はじめに

「最近、まぶたがピクピクするんです」
外来でよく聞かれるこの訴え。多くの場合は一過性の「眼瞼ミオキミア」で心配はいりませんが、まれに治療を要する神経疾患“眼瞼けいれん”の初期症状であることもあります。

私たちが1日に無意識に行う瞬き――そのリズムの乱れにこそ、眼の乾燥・疲労・ストレス、あるいは神経の異常が潜んでいるのです[1]。

本稿では、“何気ないまばたきの異変”に焦点を当て、眼瞼ミオキミアと眼瞼けいれんの違い、対処の目安を解説します。

瞬きの役割:単なる潤滑運動ではない

瞬きは角膜の乾燥を防ぐ生理反応ですが、それだけにとどまりません。視覚情報の“リセット”や脳のマイクロ休息としても働いており、集中・緊張時には減少し、リラックス時には増えるなど、自律神経と深く関係しています[2]。

そのため、瞬きの変化やまぶたの不随意運動は、心理的・神経的な不調を反映する“生体のサイン”にもなり得るのです[3]。

よくある「まぶたのピクピク」ー眼瞼ミオキミアとは

眼瞼ミオキミア(eyelid myokymia)は、主に下まぶたに起こる一過性のピクつき・痙攣です。以下のような特徴を持ちます。

  • ・数秒〜数分続く細かい振動
  • ・疼痛や視力障害はない
  • ・下まぶたに多く、片側性
  • ・原因:疲労、睡眠不足、カフェイン過剰、ストレス、ドライアイ[4]

通常は数日以内に自然に治まるため、治療は不要なことがほとんどです。ただし、反復する場合や、他の症状を伴う場合は注意が必要です。

放置してはいけない「瞬きの異常」ー眼瞼けいれんとは

一方で、「まばたきの異常」が生活に支障をきたすレベルまで悪化するのが「眼瞼けいれん(blepharospasm)」です。以下の特徴があります。

  • ・両眼性の過剰瞬き、目の閉じすぎ
  • ・光まぶしさ、乾燥感、目が開けづらい
  • ・自分の意思で止められない
  • ・50〜70代に好発、女性に多い
  • ・脳の運動制御機構(基底核)の異常が関与[5]

初期は「まぶしい」「目が疲れる」など漠然とした症状で始まるため、単なる疲労やドライアイと誤診されることが非常に多い疾患です[6]。進行すると、日常生活に大きな障害をもたらすため、早期診断と治療が重要です

特徴眼瞼ミオキミア眼瞼けいれん
発症部位多くは下まぶた、片側両まぶた、しばしば両眼性
持続時間数秒〜数分数週間〜持続的
意識で止められる可能困難
日常生活への影響ほぼなし外出困難、読書不能など大きな支障あり
主な原因睡眠不足・疲労・ストレス中枢性の運動制御異常(ジストニア)

このように、頻度・左右差・持続時間・生活への影響の有無を見極めることが、鑑別の鍵になります。


治療のアプローチ

  • ・眼瞼ミオキミア:生活習慣の改善(睡眠・ストレス・カフェイン制限)、人工涙液などで経過観察[4]
  • ・眼瞼けいれん:ボツリヌス毒素注射(ボトックス)が第一選択。眼科あるいは神経内科での診断が必要[7]

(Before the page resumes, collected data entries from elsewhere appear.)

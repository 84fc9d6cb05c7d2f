//! # Finsight Analysis Engine
//!
//! The master orchestrator: runs the nine-stage analysis pipeline over one
//! `AnalysisRun`, degrading gracefully when external collaborators fail and
//! checking for cooperative cancellation between stages.

use std::sync::Arc;

use configuration::Config;
use core_types::{AnalysisConfig, AnalysisRun, ExternalEnrichment, FinancialDataRecord};
use dispatcher::Registry;
use tracing::{info, warn};
use uuid::Uuid;

pub mod cancel;
pub mod collaborators;
pub mod error;
pub mod normalize;
pub mod recommend;

pub use cancel::CancelHandle;
pub use collaborators::{
    AiAgents, CollaboratorError, DocumentProcessor, ExternalDataService, RunRepository,
};
pub use error::PipelineError;

/// The sequential analysis pipeline.
///
/// Stages: load configuration, process document, normalize fields, fetch
/// external enrichment, calculate metrics, summarize, AI enrichment,
/// benchmark and charts, recommendations and persistence. Only a missing run
/// configuration is fatal; every other stage failure is recorded on the run
/// and execution continues with whatever is available.
pub struct AnalysisPipeline {
    config: Config,
    registry: Registry,
    documents: Arc<dyn DocumentProcessor>,
    external: Arc<dyn ExternalDataService>,
    ai: Arc<dyn AiAgents>,
    repository: Arc<dyn RunRepository>,
}

impl AnalysisPipeline {
    pub fn new(
        config: Config,
        documents: Arc<dyn DocumentProcessor>,
        external: Arc<dyn ExternalDataService>,
        ai: Arc<dyn AiAgents>,
        repository: Arc<dyn RunRepository>,
    ) -> Result<Self, PipelineError> {
        // Registry construction validates every threshold table up front.
        let registry = Registry::new()?;
        Ok(Self {
            config,
            registry,
            documents,
            external,
            ai,
            repository,
        })
    }

    /// Executes the pipeline for one run. Returns the finalized run record;
    /// `Err` is reserved for infrastructure failures (missing configuration,
    /// snapshot persistence, illegal state transitions).
    pub async fn run(
        &self,
        run_id: Uuid,
        cancel: &CancelHandle,
    ) -> Result<AnalysisRun, PipelineError> {
        let run_config = match self
            .repository
            .load_config(run_id)
            .await
            .map_err(PipelineError::Repository)?
        {
            Some(config) => config,
            None => {
                // Missing configuration is fatal: the run goes straight to the
                // terminal error state and the snapshot is persisted
                // best-effort before the error propagates.
                let error = PipelineError::ConfigNotFound(run_id);
                let mut run = AnalysisRun::new(run_id);
                run.fail(error.to_string());
                if let Err(e) = self.persist(&run).await {
                    warn!(run_id = %run_id, error = %e, "failed to persist error snapshot");
                }
                return Err(error);
            }
        };

        let mut run = AnalysisRun::new(run_id);
        run.start_processing()?;
        self.persist(&run).await?;
        info!(run_id = %run_id, selections = run_config.selections.len(), "analysis run started");

        if self.cancelled(&mut run, cancel).await? {
            return Ok(run);
        }

        // Stage: document processing.
        match self.documents.process(&run_config.document_ref).await {
            Ok(document) => run.document = Some(document),
            Err(e) => {
                warn!(run_id = %run_id, error = %e, "document processing failed");
                run.record_error("document_processing", e.to_string());
            }
        }

        if self.cancelled(&mut run, cancel).await? {
            return Ok(run);
        }

        // Stage: field normalization and derived fields.
        let mut record = run
            .document
            .as_ref()
            .map(normalize::normalize)
            .unwrap_or_default();
        normalize::derive_fields(&mut record);
        self.seed_simulation_parameters(&mut record);
        run.financial_data = Some(record.clone());

        if self.cancelled(&mut run, cancel).await? {
            return Ok(run);
        }

        // Stage: external enrichment. The three fetches run concurrently and
        // degrade independently.
        let enrichment = self.fetch_external(&run_config, &mut run).await;
        run.external_data = Some(enrichment);

        if self.cancelled(&mut run, cancel).await? {
            return Ok(run);
        }

        // Stage: metric calculation.
        let batch = self.registry.dispatch(&record, &run_config.selections);
        info!(
            run_id = %run_id,
            calculated = batch.total_calculated,
            failed = batch.total_errors,
            "metrics dispatched"
        );
        run.summary = Some(aggregation::summarize(&batch.results));
        run.calculations = Some(batch);

        if self.cancelled(&mut run, cancel).await? {
            return Ok(run);
        }

        // Stage: AI enrichment, guarded by the per-run cost ceiling.
        let ceiling = self.config.enrichment.cost_ceiling_usd;
        if run.cost >= ceiling {
            run.record_error(
                "ai_enrichment",
                format!("skipped: cost ceiling {} reached", ceiling),
            );
        } else {
            match self.ai.enrich(&run).await {
                Ok(enrichment) => {
                    run.cost += enrichment.cost;
                    if run.cost > ceiling {
                        run.record_error(
                            "ai_enrichment",
                            format!("cost {} exceeded ceiling {}", run.cost, ceiling),
                        );
                    }
                    run.ai = Some(enrichment);
                }
                Err(e) => {
                    warn!(run_id = %run_id, error = %e, "AI enrichment failed");
                    run.record_error("ai_enrichment", e.to_string());
                }
            }
        }

        if self.cancelled(&mut run, cancel).await? {
            return Ok(run);
        }

        // Stage: benchmark comparison and chart series.
        if let (Some(calculations), Some(benchmarks)) = (
            run.calculations.as_ref(),
            run.external_data
                .as_ref()
                .and_then(|e| e.sector_benchmarks.as_ref()),
        ) {
            run.benchmark = Some(aggregation::compare_with_tolerance(
                &calculations.results,
                benchmarks,
                self.config.benchmarking.upper_tolerance,
                self.config.benchmarking.lower_tolerance,
            ));
        }
        if let Some(summary) = &run.summary {
            run.charts = aggregation::build_series(summary);
        }

        if self.cancelled(&mut run, cancel).await? {
            return Ok(run);
        }

        // Stage: recommendations, finalization, persistence.
        run.recommendations = Some(recommend::build(&run));
        run.complete()?;
        self.persist(&run).await?;
        info!(
            run_id = %run_id,
            status = ?run.status,
            errors = run.errors.len(),
            elapsed_ms = run.processing_time_ms,
            "analysis run finished"
        );

        Ok(run)
    }

    /// Checks the cancellation flag; on cancellation finalizes and persists
    /// the run and reports `true` so the caller can return early.
    async fn cancelled(
        &self,
        run: &mut AnalysisRun,
        cancel: &CancelHandle,
    ) -> Result<bool, PipelineError> {
        if !cancel.is_cancelled() {
            return Ok(false);
        }
        run.cancel("cancellation requested")?;
        self.persist(run).await?;
        info!(run_id = %run.run_id, "analysis run cancelled");
        Ok(true)
    }

    async fn persist(&self, run: &AnalysisRun) -> Result<(), PipelineError> {
        self.repository
            .save(run)
            .await
            .map_err(PipelineError::Repository)
    }

    /// Seeds simulation parameters from configuration when the document did
    /// not provide them. `insert_derived` never overwrites extracted values.
    fn seed_simulation_parameters(&self, record: &mut FinancialDataRecord) {
        record.insert_derived("confidence_level", self.config.risk_models.var_confidence);
        record.insert_derived(
            "var_iterations",
            f64::from(self.config.risk_models.var_iterations),
        );
    }

    /// Runs the three enrichment fetches concurrently. A missing symbol or
    /// sector skips that fetch silently; a failed fetch records an error and
    /// leaves its slot `None`.
    async fn fetch_external(
        &self,
        run_config: &AnalysisConfig,
        run: &mut AnalysisRun,
    ) -> ExternalEnrichment {
        let market = async {
            match run_config.symbol.as_deref() {
                Some(symbol) => Some(self.external.market_data(symbol).await),
                None => None,
            }
        };
        let benchmarks = async {
            match run_config.sector.as_deref() {
                Some(sector) => Some(
                    self.external
                        .sector_benchmarks(sector, run_config.activity.as_deref())
                        .await,
                ),
                None => None,
            }
        };
        let (market, benchmarks, macros) =
            tokio::join!(market, benchmarks, self.external.macro_indicators());

        let mut enrichment = ExternalEnrichment::default();
        match market {
            Some(Ok(data)) => enrichment.market_data = Some(data),
            Some(Err(e)) => run.record_error("market_data", e.to_string()),
            None => {}
        }
        match benchmarks {
            Some(Ok(data)) => enrichment.sector_benchmarks = Some(data),
            Some(Err(e)) => run.record_error("sector_benchmarks", e.to_string()),
            None => {}
        }
        match macros {
            Ok(data) => enrichment.macro_indicators = Some(data),
            Err(e) => run.record_error("macro_indicators", e.to_string()),
        }
        enrichment
    }
}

「治らない目の疲れ」が実は眼瞼けいれんだったという例も少なくありません。長引く瞬きの異常には、専門的評価が不可欠です。

おわりに

まばたきは、“目の健康”だけでなく“脳と心の状態”までも映し出す、生体のリズムです。
一時的なピクつきなら過度に心配はいりませんが、長期化・悪化・両眼性・まぶしさを伴うようであれば、ただちに眼科を受診するべきです。
「瞬きが変だな」と思ったとき、それは身体からの小さなSOSかもしれません。



参考文献

  1. Doane MG. Interaction of eyelids and tears in corneal wetting and the dynamics of the normal human eyeblink. Am J Ophthalmol. 1980;89(4):507–516.
  2. Nakano T, et al. Blink-related momentary activation of the default mode network while viewing videos. Proc Natl Acad Sci USA. 2013;110(2):702–706.
  3. Cruz AA, et al. Spontaneous blink activity. Ocul Surf. 2011;9(1):29–41.
  4. Bagheri A, et al. Myokymia of the eyelid: A clinical review. Orbit. 2005;24(1):7–11.
  5. Hallett M. Blepharospasm: recent advances. Neurology. 2002;59(9):1306–1312.
  6. Defazio G, et al. The epidemiology of primary blepharospasm. Mov Disord. 2005;20(5):572–575.
  7. Jankovic J, et al. Treatment of blepharospasm with botulinum toxin: A review. Mov Disord. 1987;2(4):237–254.